▸ **Requirement**: Line by line, transcribe the listing below without omission.

▸ **Excerpted data**:
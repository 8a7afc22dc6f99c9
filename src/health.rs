use async_trait::async_trait;
use serde::{Deserialize, Serialize};
use std::collections::HashMap;
use std::time::{Duration, Instant};
use tokio::time::timeout;
use utoipa::ToSchema;

#[derive(Debug, Serialize, Deserialize, ToSchema)]
pub struct HealthResponse {
    pub status: String,
    pub version: String,
    pub uptime_seconds: u64,
    pub dependencies: HashMap<String, DependencyStatus>,
}

#[derive(Debug, Serialize, Deserialize, ToSchema)]
pub struct DependencyStatus {
    pub status: String,
    #[serde(skip_serializing_if = "Option::is_none")]
    pub latency_ms: Option<u64>,
    #[serde(skip_serializing_if = "Option::is_none")]
    pub error: Option<String>,
}

impl DependencyStatus {
    fn healthy(start: Instant) -> Self {
        Self {
            status: "healthy".to_string(),
            latency_ms: Some(start.elapsed().as_millis() as u64),
            error: None,
        }
    }

    fn unhealthy(error: impl ToString) -> Self {
        Self {
            status: "unhealthy".to_string(),
            latency_ms: None,
            error: Some(error.to_string()),
        }
    }
}

#[async_trait]
pub trait DependencyChecker: Send + Sync {
    async fn check(&self) -> DependencyStatus;
    fn name(&self) -> &'static str;
}

pub struct PostgresChecker {
    pool: sqlx::PgPool,
}

impl PostgresChecker {
    pub fn new(pool: sqlx::PgPool) -> Self {
        Self { pool }
    }
}

#[async_trait]
impl DependencyChecker for PostgresChecker {
    async fn check(&self) -> DependencyStatus {
        let start = Instant::now();
        match sqlx::query("SELECT 1").execute(&self.pool).await {
            Ok(_) => DependencyStatus::healthy(start),
            Err(e) => DependencyStatus::unhealthy(e),
        }
    }

    fn name(&self) -> &'static str {
        "postgres"
    }
}

/// Reachability of an upstream HTTP service: a gateway or the campaign API.
/// Any answer below 500 counts as reachable.
pub struct HttpServiceChecker {
    name: &'static str,
    url: String,
    client: reqwest::Client,
}

impl HttpServiceChecker {
    pub fn new(name: &'static str, url: String) -> Self {
        Self {
            name,
            url,
            client: reqwest::Client::new(),
        }
    }
}

#[async_trait]
impl DependencyChecker for HttpServiceChecker {
    async fn check(&self) -> DependencyStatus {
        let start = Instant::now();
        match self.client.get(&self.url).send().await {
            Ok(resp) if !resp.status().is_server_error() => DependencyStatus::healthy(start),
            Ok(resp) => DependencyStatus::unhealthy(format!("HTTP {}", resp.status())),
            Err(e) => DependencyStatus::unhealthy(e),
        }
    }

    fn name(&self) -> &'static str {
        self.name
    }
}

pub struct HealthChecker {
    checkers: Vec<Box<dyn DependencyChecker>>,
    start_time: Instant,
}

impl Default for HealthChecker {
    fn default() -> Self {
        Self::new()
    }
}

impl HealthChecker {
    pub fn new() -> Self {
        Self {
            checkers: Vec::new(),
            start_time: Instant::now(),
        }
    }

    pub fn add_checker(mut self, checker: Box<dyn DependencyChecker>) -> Self {
        self.checkers.push(checker);
        self
    }

    pub async fn check_all(&self) -> HealthResponse {
        let check_timeout = Duration::from_secs(5);
        let mut futures = Vec::new();

        for checker in &self.checkers {
            let name = checker.name().to_string();
            let future = timeout(check_timeout, checker.check());
            futures.push(async move {
                match future.await {
                    Ok(status) => (name, status),
                    Err(_) => (name, DependencyStatus::unhealthy("timeout")),
                }
            });
        }

        let results = futures::future::join_all(futures).await;
        let mut dependencies = HashMap::new();
        let mut healthy_count = 0;
        let mut total_count = 0;

        for (name, status) in results {
            if status.status == "healthy" {
                healthy_count += 1;
            }
            total_count += 1;
            dependencies.insert(name, status);
        }

        let overall_status = if healthy_count == total_count {
            "healthy"
        } else if healthy_count > 0 {
            "degraded"
        } else {
            "unhealthy"
        };

        HealthResponse {
            status: overall_status.to_string(),
            version: env!("CARGO_PKG_VERSION").to_string(),
            uptime_seconds: self.start_time.elapsed().as_secs(),
            dependencies,
        }
    }
}

#[cfg(test)]
mod tests {
    use super::*;

    struct Fixed(&'static str, bool);

    #[async_trait]
    impl DependencyChecker for Fixed {
        async fn check(&self) -> DependencyStatus {
            if self.1 {
                DependencyStatus::healthy(Instant::now())
            } else {
                DependencyStatus::unhealthy("down")
            }
        }

        fn name(&self) -> &'static str {
            self.0
        }
    }

    #[tokio::test]
    async fn test_partial_failure_is_degraded() {
        let checker = HealthChecker::new()
            .add_checker(Box::new(Fixed("postgres", true)))
            .add_checker(Box::new(Fixed("pix", false)));

        let report = checker.check_all().await;
        assert_eq!(report.status, "degraded");
        assert_eq!(
            report.dependencies["pix"].error.as_deref(),
            Some("down")
        );
    }

    #[tokio::test]
    async fn test_no_dependencies_is_healthy() {
        let report = HealthChecker::new().check_all().await;
        assert_eq!(report.status, "healthy");
        assert!(report.dependencies.is_empty());
    }

    #[tokio::test]
    async fn test_http_checker_treats_client_errors_as_reachable() {
        let mut server = mockito::Server::new_async().await;
        let _m = server.mock("GET", "/").with_status(404).create_async().await;

        let status = HttpServiceChecker::new("campaigns", format!("{}/", server.url()))
            .check()
            .await;
        assert_eq!(status.status, "healthy");
    }
}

▸ **Answer to the problem**:
repository 8a7afc22dc6f99c9
filename src/health.rs
use async_trait::async_trait;
use serde::{Deserialize, Serialize};
use std::collections::HashMap;
use std::time::{Duration, Instant};
use tokio::time::timeout;
use utoipa::ToSchema;

#[derive(Debug, Serialize, Deserialize, ToSchema)]
pub struct HealthResponse {
    pub status: String,
    pub version: String,
    pub uptime_seconds: u64,
    pub dependencies: HashMap<String, DependencyStatus>,
}

#[derive(Debug, Serialize, Deserialize, ToSchema)]
pub struct DependencyStatus {
    pub status: String,
    #[serde(skip_serializing_if = "Option::is_none")]
    pub latency_ms: Option<u64>,
    #[serde(skip_serializing_if = "Option::is_none")]
    pub error: Option<String>,
}

impl DependencyStatus {
    fn healthy(start: Instant) -> Self {
        Self {
            status: "healthy".to_string(),
            latency_ms: Some(start.elapsed().as_millis() as u64),
            error: None,
        }
    }

    fn unhealthy(error: impl ToString) -> Self {
        Self {
            status: "unhealthy".to_string(),
            latency_ms: None,
            error: Some(error.to_string()),
        }
    }
}

#[async_trait]
pub trait DependencyChecker: Send + Sync {
    async fn check(&self) -> DependencyStatus;
    fn name(&self) -> &'static str;
}

pub struct PostgresChecker {
    pool: sqlx::PgPool,
}

impl PostgresChecker {
    pub fn new(pool: sqlx::PgPool) -> Self {
        Self { pool }
    }
}

#[async_trait]
impl DependencyChecker for PostgresChecker {
    async fn check(&self) -> DependencyStatus {
        let start = Instant::now();
        match sqlx::query("SELECT 1").execute(&self.pool).await {
            Ok(_) => DependencyStatus::healthy(start),
            Err(e) => DependencyStatus::unhealthy(e),
        }
    }

    fn name(&self) -> &'static str {
        "postgres"
    }
}

/// Reachability of an upstream HTTP service: a gateway or the campaign API.
/// Any answer below 500 counts as reachable.
pub struct HttpServiceChecker {
    name: &'static str,
    url: String,
    client: reqwest::Client,
}

impl HttpServiceChecker {
    pub fn new(name: &'static str, url: String) -> Self {
        Self {
            name,
            url,
            client: reqwest::Client::new(),
        }
    }
}

#[async_trait]
impl DependencyChecker for HttpServiceChecker {
    async fn check(&self) -> DependencyStatus {
        let start = Instant::now();
        match self.client.get(&self.url).send().await {
            Ok(resp) if !resp.status().is_server_error() => DependencyStatus::healthy(start),
            Ok(resp) => DependencyStatus::unhealthy(format!("HTTP {}", resp.status())),
            Err(e) => DependencyStatus::unhealthy(e),
        }
    }

    fn name(&self) -> &'static str {
        self.name
    }
}

pub struct HealthChecker {
    checkers: Vec<Box<dyn DependencyChecker>>,
    start_time: Instant,
}

impl Default for HealthChecker {
    fn default() -> Self {
        Self::new()
    }
}

impl HealthChecker {
    pub fn new() -> Self {
        Self {
            checkers: Vec::new(),
            start_time: Instant::now(),
        }
    }

    pub fn add_checker(mut self, checker: Box<dyn DependencyChecker>) -> Self {
        self.checkers.push(checker);
        self
    }

    pub async fn check_all(&self) -> HealthResponse {
        let check_timeout = Duration::from_secs(5);
        let mut futures = Vec::new();

        for checker in &self.checkers {
            let name = checker.name().to_string();
            let future = timeout(check_timeout, checker.check());
            futures.push(async move {
                match future.await {
                    Ok(status) => (name, status),
                    Err(_) => (name, DependencyStatus::unhealthy("timeout")),
                }
            });
        }

        let results = futures::future::join_all(futures).await;
        let mut dependencies = HashMap::new();
        let mut healthy_count = 0;
        let mut total_count = 0;

        for (name, status) in results {
            if status.status == "healthy" {
                healthy_count += 1;
            }
            total_count += 1;
            dependencies.insert(name, status);
        }

        let overall_status = if healthy_count == total_count {
            "healthy"
        } else if healthy_count > 0 {
            "degraded"
        } else {
            "unhealthy"
        };

        HealthResponse {
            status: overall_status.to_string(),
            version: env!("CARGO_PKG_VERSION").to_string(),
            uptime_seconds: self.start_time.elapsed().as_secs(),
            dependencies,
        }
    }
}

#[cfg(test)]
mod tests {
    use super::*;

    struct Fixed(&'static str, bool);

    #[async_trait]
    impl DependencyChecker for Fixed {
        async fn check(&self) -> DependencyStatus {
            if self.1 {
                DependencyStatus::healthy(Instant::now())
            } else {
                DependencyStatus::unhealthy("down")
            }
        }

        fn name(&self) -> &'static str {
            self.0
        }
    }

    #[tokio::test]
    async fn test_partial_failure_is_degraded() {
        let checker = HealthChecker::new()
            .add_checker(Box::new(Fixed("postgres", true)))
            .add_checker(Box::new(Fixed("pix", false)));

        let report = checker.check_all().await;
        assert_eq!(report.status, "degraded");
        assert_eq!(
            report.dependencies["pix"].error.as_deref(),
            Some("down")
        );
    }

    #[tokio::test]
    async fn test_no_dependencies_is_healthy() {
        let report = HealthChecker::new().check_all().await;
        assert_eq!(report.status, "healthy");
        assert!(report.dependencies.is_empty());
    }

    #[tokio::test]
    async fn test_http_checker_treats_client_errors_as_reachable() {
        let mut server = mockito::Server::new_async().await;
        let _m = server.mock("GET", "/").with_status(404).create_async().await;

        let status = HttpServiceChecker::new("campaigns", format!("{}/", server.url()))
            .check()
            .await;
        assert_eq!(status.status, "healthy");
    }
}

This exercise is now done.